Neligh, NE community supports family in the wake of Sydney Loofe's death
NELIGH, NE (NCN) -
On Tuesday it became official that the town of Neligh lost a member of its family. So, when the chance to support those affected came about, the entire family showed up.
“As a school system, people are hurting,” teacher and event organizer Lisa Hanson said. “So everybody wants to be that family, that they come together and they just want to be there for each other.”
Authorities announced in Lincoln on Tuesday that they found the body they believe to be Sydney Loofe’s. The 24-year-old originally from Neligh had been missing since November 16th.
Since then, the town came together. It traded it’s typical Warrior maroon for green – the awareness color for missing children.
Craig Heckert bought two green lights for his front porch and his wife posted it to Facebook.
“We got to thinking about it, it’s like you know what, I think the entire town would like to do this and support the family,” Heckert said.
He bought out Menard’s in four different towns and has distributed hundreds of lights.
Hanson and another teacher organized the soup supper, auction and benefit night in conjunction with Neligh-Oakdale’s basketball games. Proceeds will go to a fund for the Loofe family set up at Heritage Bank. The community hopped on board.

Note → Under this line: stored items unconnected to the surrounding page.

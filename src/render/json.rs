//! JSON rendering.

use serde::Serialize;

use crate::error::{Error, Result};

/// JSON output format.
#[derive(Debug, Clone, Copy, PartialEq, Eq, Default)]
pub enum JsonFormat {
    /// Pretty-printed JSON with indentation
    #[default]
    Pretty,
    /// Compact JSON without extra whitespace
    Compact,
}

/// Serialize tokens, a layout report or any other output value to JSON.
pub fn to_json<T: Serialize + ?Sized>(value: &T, format: JsonFormat) -> Result<String> {
    let result = match format {
        JsonFormat::Pretty => serde_json::to_string_pretty(value),
        JsonFormat::Compact => serde_json::to_string(value),
    };

    result.map_err(|e| Error::Render(format!("JSON serialization error: {}", e)))
}
//! Tokenization of Amazon Comprehend results.
//!
//! Language, entity and key phrase detections all carry a piece of text.
//! The [`Annotation`] trait exposes it so the same word and sentence
//! extraction works for every result type.

mod models;

pub use models::{
    ComprehendResponse, DominantLanguageResponse, EntitiesResponse, Entity, KeyPhrase,
    KeyPhrasesResponse, Language,
};

use crate::nlp::TextAnalyzer;

/// A Comprehend result item that carries text.
pub trait Annotation {
    /// Text of the item.
    fn text(&self) -> &str;
}

/// Texts of all items joined by a single space.
pub fn annotations_text<A: Annotation>(items: &[A]) -> String {
    items.iter().map(Annotation::text).collect::<Vec<_>>().join(" ")
}

/// Word tokens of the joined item texts, optionally stemmed.
pub fn annotations_words<A: Annotation>(
    items: &[A],
    analyzer: &TextAnalyzer,
    stemmed: bool,
) -> Vec<String> {
    let text = annotations_text(items);
    if stemmed {
        analyzer.stem_words(&text)
    } else {
        analyzer.words(&text)
    }
}

/// One sentence per item; stemmed sentences are their stemmed words re-joined.
pub fn annotations_sentences<A: Annotation>(
    items: &[A],
    analyzer: &TextAnalyzer,
    stemmed: bool,
) -> Vec<String> {
    items
        .iter()
        .map(|item| {
            if stemmed {
                analyzer.stem_text(item.text())
            } else {
                item.text().to_string()
            }
        })
        .collect()
}
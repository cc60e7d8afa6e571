//! Parsing options and configuration.

use std::ops::RangeInclusive;

use crate::error::{Error, Result};

/// Options for parsing analysis responses.
#[derive(Debug, Clone)]
pub struct ParseOptions {
    /// Page selection (which pages to keep)
    pub pages: PageSelection,

    /// Whether to build tables from TABLE/CELL blocks
    pub include_tables: bool,

    /// Whether to build form fields from KEY_VALUE_SET blocks
    pub include_forms: bool,
}

impl ParseOptions {
    /// Create new parse options with defaults.
    pub fn new() -> Self {
        Self::default()
    }

    /// Set page selection.
    pub fn with_pages(mut self, pages: PageSelection) -> Self {
        self.pages = pages;
        self
    }

    /// Enable or disable table extraction.
    pub fn with_tables(mut self, include: bool) -> Self {
        self.include_tables = include;
        self
    }

    /// Enable or disable form field extraction.
    pub fn with_forms(mut self, include: bool) -> Self {
        self.include_forms = include;
        self
    }

    /// Keep lines only (no tables, no forms).
    pub fn lines_only(mut self) -> Self {
        self.include_tables = false;
        self.include_forms = false;
        self
    }
}

impl Default for ParseOptions {
    fn default() -> Self {
        Self {
            pages: PageSelection::All,
            include_tables: true,
            include_forms: true,
        }
    }
}

/// Page selection (1-indexed page numbers).
#[derive(Debug, Clone, Default, PartialEq, Eq)]
pub enum PageSelection {
    /// Keep all pages
    #[default]
    All,
    /// Keep a range of pages (inclusive)
    Range(RangeInclusive<u32>),
    /// Keep specific pages
    Pages(Vec<u32>),
}

impl PageSelection {
    /// Check if a page number should be included.
    pub fn includes(&self, page: u32) -> bool {
        match self {
            PageSelection::All => true,
            PageSelection::Range(range) => range.contains(&page),
            PageSelection::Pages(pages) => pages.contains(&page),
        }
    }

    /// Parse a page selection string (e.g., "1-10", "1,3,5,7-10").
    pub fn parse(s: &str) -> Result<Self> {
        let s = s.trim();

        if s.is_empty() || s == "all" {
            return Ok(PageSelection::All);
        }

        // Simple range (e.g., "1-10")
        if let Some((start, end)) = s.split_once('-') {
            if !start.contains(',') && !end.contains(',') {
                let start = parse_page_number(start)?;
                let end = parse_page_number(end)?;
                if start > end {
                    return Err(Error::InvalidPageRange(s.to_string()));
                }
                return Ok(PageSelection::Range(start..=end));
            }
        }

        let mut pages = Vec::new();
        for part in s.split(',') {
            let part = part.trim();
            if let Some((start, end)) = part.split_once('-') {
                let start = parse_page_number(start)?;
                let end = parse_page_number(end)?;
                pages.extend(start..=end);
            } else {
                pages.push(parse_page_number(part)?);
            }
        }

        pages.sort_unstable();
        pages.dedup();
        Ok(PageSelection::Pages(pages))
    }
}

fn parse_page_number(s: &str) -> Result<u32> {
    match s.trim().parse::<u32>() {
        Ok(0) | Err(_) => Err(Error::InvalidPageRange(s.trim().to_string())),
        Ok(n) => Ok(n),
    }
}

#[cfg(test)]
mod tests {
    use super::*;

    #[test]
    fn test_parse_options_builder() {
        let options = ParseOptions::new()
            .with_tables(false)
            .with_pages(PageSelection::Pages(vec![2]));

        assert!(!options.include_tables);
        assert!(options.include_forms);
        assert!(options.pages.includes(2));
        assert!(!options.pages.includes(1));
    }

    #[test]
    fn test_lines_only() {
        let options = ParseOptions::new().lines_only();
        assert!(!options.include_tables);
        assert!(!options.include_forms);
    }

    #[test]
    fn test_page_selection_includes() {
        let all = PageSelection::All;
        assert!(all.includes(1));
        assert!(all.includes(100));

        let range = PageSelection::Range(5..=10);
        assert!(!range.includes(4));
        assert!(range.includes(5));
        assert!(range.includes(10));
        assert!(!range.includes(11));
    }

    #[test]
    fn test_page_selection_parse() {
        assert_eq!(PageSelection::parse("all").unwrap(), PageSelection::All);
        assert_eq!(
            PageSelection::parse("1-10").unwrap(),
            PageSelection::Range(1..=10)
        );
        assert_eq!(
            PageSelection::parse("1,3,5-7,3,10").unwrap(),
            PageSelection::Pages(vec![1, 3, 5, 6, 7, 10])
        );
    }

    #[test]
    fn test_page_selection_parse_invalid() {
        assert!(matches!(
            PageSelection::parse("0"),
            Err(Error::InvalidPageRange(_))
        ));
        assert!(PageSelection::parse("5-2").is_err());
        assert!(PageSelection::parse("x,2").is_err());
    }
}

“We’ve had community members saying hey what can I do, how can I help,” Hanson said. “The businesses have called and said let us help. The hospital said, can we bring all the makings for your chili and for your chicken noodle soups.”

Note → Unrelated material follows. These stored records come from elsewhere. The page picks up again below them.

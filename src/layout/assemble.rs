//! Paragraph text assembly.

use super::ClassifiedLine;

/// Fold classified lines into paragraph strings.
///
/// A paragraph-start line closes the paragraph being built and opens a new
/// one; any other line is appended to the current paragraph after a single
/// space. The trailing paragraph is emitted at the end.
pub fn assemble_paragraphs(lines: &[ClassifiedLine]) -> Vec<String> {
    let mut paragraphs = Vec::new();
    let mut current = String::new();

    for line in lines {
        if line.is_paragraph_start() {
            if !current.is_empty() {
                paragraphs.push(std::mem::take(&mut current));
            }
            current.push_str(line.text());
        } else {
            current.push(' ');
            current.push_str(line.text());
        }
    }

    if !current.is_empty() {
        paragraphs.push(current);
    }

    paragraphs
}

#[cfg(test)]
mod tests {
    use super::*;
    use crate::layout::AnalyzedLine;

    fn classified(text: &str, starts: bool) -> ClassifiedLine {
        ClassifiedLine {
            line: AnalyzedLine {
                text: text.to_string(),
                vertical_delta: 0.0,
                horizontal_delta: 0.0,
                is_page_start: starts,
            },
            is_vertical_gap_start: false,
            is_indent_start: false,
        }
    }

    #[test]
    fn test_groups_lines() {
        let lines = [
            classified("Heading", true),
            classified("First body line", true),
            classified("continues here.", false),
            classified("Last", true),
        ];

        assert_eq!(
            assemble_paragraphs(&lines),
            vec!["Heading", "First body line continues here.", "Last"]
        );
    }

    #[test]
    fn test_empty_input() {
        assert!(assemble_paragraphs(&[]).is_empty());
    }

    #[test]
    fn test_empty_start_line_merges_forward() {
        // The empty start line opens an empty paragraph; "B" is appended to it.
        let lines = [
            classified("A", true),
            classified("", true),
            classified("B", false),
        ];
        assert_eq!(assemble_paragraphs(&lines), vec!["A", " B"]);
    }
}
//! Paragraph reconstruction from line geometry.
//!
//! The analysis service reports lines with bounding boxes but no paragraph
//! structure. Paragraphs are recovered in four pure stages:
//!
//! 1. [`analyze_lines`] measures each line's vertical and horizontal offset
//!    from the previous line in document order.
//! 2. [`Thresholds::calibrate`] derives document-wide cutoffs from the mean
//!    offsets plus a fixed epsilon.
//! 3. [`classify`] flags lines whose offsets exceed the cutoffs.
//! 4. [`assemble_paragraphs`] folds the flagged lines into paragraph text.
//!
//! A line starts a paragraph when it is the first line of a page, when the
//! gap above it is unusually large, or when it is indented further than usual.
//!
//! ```
//! use untextract::layout::ParagraphDetector;
//! use untextract::model::{Document, Line, Page};
//!
//! let mut page = Page::new(1);
//! page.add_line(Line::at("First paragraph", 0.10, 0.10));
//! page.add_line(Line::at("still first.", 0.12, 0.10));
//! page.add_line(Line::at("Second paragraph.", 0.40, 0.10));
//! let doc = Document::from_pages(vec![page]);
//!
//! let paragraphs = ParagraphDetector::new().detect(&doc);
//! assert_eq!(paragraphs, vec!["First paragraph still first.", "Second paragraph."]);
//! ```

mod assemble;
mod calibrate;
mod classify;
mod metrics;

pub use assemble::assemble_paragraphs;
pub use calibrate::{Thresholds, DEFAULT_EPSILON};
pub use classify::{classify, ClassifiedLine};
pub use metrics::{analyze_lines, AnalyzedLine};

use rayon::prelude::*;
use serde::Serialize;

use crate::error::{Error, Result};
use crate::model::Document;

/// Options for paragraph detection.
#[derive(Debug, Clone, Copy, PartialEq)]
pub struct LayoutOptions {
    /// Margin added to the mean deltas; larger values detect fewer paragraphs
    pub epsilon: f64,
}

impl LayoutOptions {
    /// Create new layout options with defaults.
    pub fn new() -> Self {
        Self::default()
    }

    /// Set the threshold margin.
    pub fn with_epsilon(mut self, epsilon: f64) -> Self {
        self.epsilon = epsilon;
        self
    }
}

impl Default for LayoutOptions {
    fn default() -> Self {
        Self {
            epsilon: DEFAULT_EPSILON,
        }
    }
}

/// Full output of one detection run, for inspecting and tuning thresholds.
#[derive(Debug, Clone, Serialize)]
pub struct LayoutReport {
    /// Calibrated thresholds
    pub thresholds: Thresholds,
    /// Every line with its deltas and signals
    pub lines: Vec<ClassifiedLine>,
    /// Assembled paragraphs
    pub paragraphs: Vec<String>,
}

impl LayoutReport {
    /// Number of lines that start a paragraph.
    pub fn paragraph_start_count(&self) -> usize {
        self.lines.iter().filter(|l| l.is_paragraph_start()).count()
    }
}

impl std::fmt::Display for LayoutReport {
    fn fmt(&self, f: &mut std::fmt::Formatter<'_>) -> std::fmt::Result {
        writeln!(f, "vertical threshold: {}", self.thresholds.vertical)?;
        writeln!(f, "indent threshold: {}", self.thresholds.indent)?;
        for line in &self.lines {
            writeln!(f, "{}", line)?;
        }
        for paragraph in &self.paragraphs {
            writeln!(f)?;
            writeln!(f, "{}", paragraph)?;
        }
        Ok(())
    }
}

/// Geometric paragraph detector.
#[derive(Debug, Clone, Default)]
pub struct ParagraphDetector {
    options: LayoutOptions,
}

impl ParagraphDetector {
    /// Create a detector with default options.
    pub fn new() -> Self {
        Self::default()
    }

    /// Create a detector with custom options.
    pub fn with_options(options: LayoutOptions) -> Self {
        Self { options }
    }

    /// Get the layout options.
    pub fn options(&self) -> &LayoutOptions {
        &self.options
    }

    /// Run every stage and keep the intermediate results.
    ///
    /// Fails with [`Error::EmptyDocument`] when the document has no lines.
    pub fn analyze(&self, doc: &Document) -> Result<LayoutReport> {
        let analyzed = analyze_lines(doc);
        let thresholds = Thresholds::calibrate(&analyzed, self.options.epsilon)?;
        log::debug!("Calibrated over {} lines: {}", analyzed.len(), thresholds);

        let lines = classify(analyzed, &thresholds);
        for line in &lines {
            log::trace!("{}", line);
        }

        let paragraphs = assemble_paragraphs(&lines);
        log::debug!("Detected {} paragraphs", paragraphs.len());

        Ok(LayoutReport {
            thresholds,
            lines,
            paragraphs,
        })
    }

    /// Reconstruct paragraphs; a document without lines yields none.
    pub fn detect(&self, doc: &Document) -> Vec<String> {
        match self.analyze(doc) {
            Ok(report) => report.paragraphs,
            Err(Error::EmptyDocument) => {
                log::debug!("Document has no lines, no paragraphs to detect");
                Vec::new()
            }
            Err(e) => {
                log::warn!("Paragraph detection failed: {}", e);
                Vec::new()
            }
        }
    }

    /// Reconstruct paragraphs for many independent documents in parallel.
    pub fn detect_batch(&self, docs: &[Document]) -> Vec<Vec<String>> {
        docs.par_iter().map(|doc| self.detect(doc)).collect()
    }
}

Over 400 guest later, Athletic Director Ron Beacom isn’t surprised by the turnout.
“I think there’s so many people that would like to help if they could they’re just not sure what to say or what to do,” Beacom said. “This kind of gave them a medium to do that.”
Figuring out how to help has turned into figuring out how to cope with the news. Whether it’s selling lights, passing around hugs or thinking of your own kids, in a time of tragedy, the community’s family bond has strengthened.
“People come together, but in a tragedy like this, everybody comes together,” Hanson said.